[Items listed in a dataset]
//! Periodic drivers for the poller, the detail worker and the activity
//! report.
//!
//! Independent tokio tasks, each on its own `interval` with
//! [`MissedTickBehavior::Delay`], so a slow tick pushes the next one back
//! instead of bursting. Shutdown is a `watch` flag checked between ticks:
//! a tick that has started always runs to completion.

use std::future::Future;
use std::sync::Arc;
use std::time::Duration;

use anyhow::Result;
use chrono::Utc;
use tokio::sync::watch;
use tokio::time::{Instant, MissedTickBehavior};

use catalog_watch_core::error::StoreError;
use catalog_watch_core::store::ItemStore;

use crate::poller::ListingPoller;
use crate::report::ReportSender;
use crate::worker::DetailWorker;

pub struct Scheduler {
    store: Arc<dyn ItemStore>,
    poller: Arc<ListingPoller>,
    worker: Arc<DetailWorker>,
    listing_interval: Duration,
    detail_interval: Duration,
    report: Option<(Arc<ReportSender>, Duration)>,
}

impl Scheduler {
    pub fn new(
        store: Arc<dyn ItemStore>,
        poller: Arc<ListingPoller>,
        worker: Arc<DetailWorker>,
        listing_interval: Duration,
        detail_interval: Duration,
    ) -> Self {
        Self {
            store,
            poller,
            worker,
            listing_interval: listing_interval.max(Duration::from_secs(1)),
            detail_interval: detail_interval.max(Duration::from_secs(1)),
            report: None,
        }
    }

    /// Also send an activity report every `interval`. The first one goes
    /// out one full interval after start.
    pub fn with_report(mut self, sender: Arc<ReportSender>, interval: Duration) -> Self {
        self.report = Some((sender, interval.max(Duration::from_secs(1))));
        self
    }

    /// Run until Ctrl-C (or SIGTERM on Unix).
    pub async fn run(self) -> Result<()> {
        self.run_until(shutdown_signal()).await
    }

    /// Run until `shutdown` resolves, then wait for in-flight ticks.
    pub async fn run_until(self, shutdown: impl Future<Output = ()>) -> Result<()> {
        let recovered = self.store.requeue_in_flight(Utc::now()).await?;
        if recovered > 0 {
            tracing::warn!(recovered, "returned items left in fetching to the queue");
        }

        if !self.poller.self_test().await {
            tracing::error!("listing poller is degraded, continuing anyway");
        }

        let (stop_tx, stop_rx) = watch::channel(false);

        let poller = Arc::clone(&self.poller);
        let poll_task = tokio::spawn(run_loop(
            "poller",
            self.listing_interval,
            Duration::ZERO,
            stop_rx.clone(),
            move || {
                let poller = Arc::clone(&poller);
                async move {
                    poller.run_cycle(Utc::now()).await?;
                    Ok::<(), StoreError>(())
                }
            },
        ));

        let worker = Arc::clone(&self.worker);
        let detail_task = tokio::spawn(run_loop(
            "detail",
            self.detail_interval,
            Duration::ZERO,
            stop_rx.clone(),
            move || {
                let worker = Arc::clone(&worker);
                async move {
                    worker.tick(Utc::now()).await?;
                    Ok::<(), StoreError>(())
                }
            },
        ));

        let report_task = self.report.as_ref().map(|(sender, interval)| {
            let sender = Arc::clone(sender);
            tokio::spawn(run_loop(
                "report",
                *interval,
                *interval,
                stop_rx.clone(),
                move || {
                    let sender = Arc::clone(&sender);
                    async move {
                        sender.send(Utc::now()).await?;
                        Ok::<(), StoreError>(())
                    }
                },
            ))
        });

        tracing::info!(
            listing_interval_secs = self.listing_interval.as_secs(),
            detail_interval_secs = self.detail_interval.as_secs(),
            report_interval_secs = self.report.as_ref().map(|(_, interval)| interval.as_secs()),
            "scheduler started"
        );

        shutdown.await;
        tracing::info!("shutdown requested, waiting for in-flight ticks");
        let _ = stop_tx.send(true);

        poll_task.await?;
        detail_task.await?;
        if let Some(task) = report_task {
            task.await?;
        }
        tracing::info!("scheduler stopped");
        Ok(())
    }
}

async fn run_loop<F, Fut>(
    name: &'static str,
    period: Duration,
    first_delay: Duration,
    mut stop: watch::Receiver<bool>,
    mut tick: F,
) where
    F: FnMut() -> Fut,
    Fut: Future<Output = Result<(), StoreError>>,
{
    let mut ticker = tokio::time::interval_at(Instant::now() + first_delay, period);
    ticker.set_missed_tick_behavior(MissedTickBehavior::Delay);

    loop {
        tokio::select! {
            _ = ticker.tick() => {}
            _ = stop.changed() => break,
        }
        if *stop.borrow() {
            break;
        }
        if let Err(e) = tick().await {
            tracing::error!(task = name, error = %e, "tick aborted");
        }
    }
    tracing::debug!(task = name, "loop stopped");
}

async fn shutdown_signal() {
    let ctrl_c = async {
        if let Err(e) = tokio::signal::ctrl_c().await {
            tracing::error!(error = %e, "failed to listen for Ctrl-C");
            std::future::pending::<()>().await;
        }
    };

    #[cfg(unix)]
    let terminate = async {
        match tokio::signal::unix::signal(tokio::signal::unix::SignalKind::terminate()) {
            Ok(mut signal) => {
                signal.recv().await;
            }
            Err(e) => {
                tracing::error!(error = %e, "failed to listen for SIGTERM");
                std::future::pending::<()>().await;
            }
        }
    };

    #[cfg(not(unix))]
    let terminate = std::future::pending::<()>();

    tokio::select! {
        _ = ctrl_c => {}
        _ = terminate => {}
    }
}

■ ACTIVITY ■
Extract exactly the lines between the line containing "#[cfg(unix)]" and the end of the data, including both.

■ PROBLEM SOLUTION ■
    #[cfg(unix)]
    let terminate = async {
        match tokio::signal::unix::signal(tokio::signal::unix::SignalKind::terminate()) {
            Ok(mut signal) => {
                signal.recv().await;
            }
            Err(e) => {
                tracing::error!(error = %e, "failed to listen for SIGTERM");
                std::future::pending::<()>().await;
            }
        }
    };

    #[cfg(not(unix))]
    let terminate = std::future::pending::<()>();

    tokio::select! {
        _ = ctrl_c => {}
        _ = terminate => {}
    }
}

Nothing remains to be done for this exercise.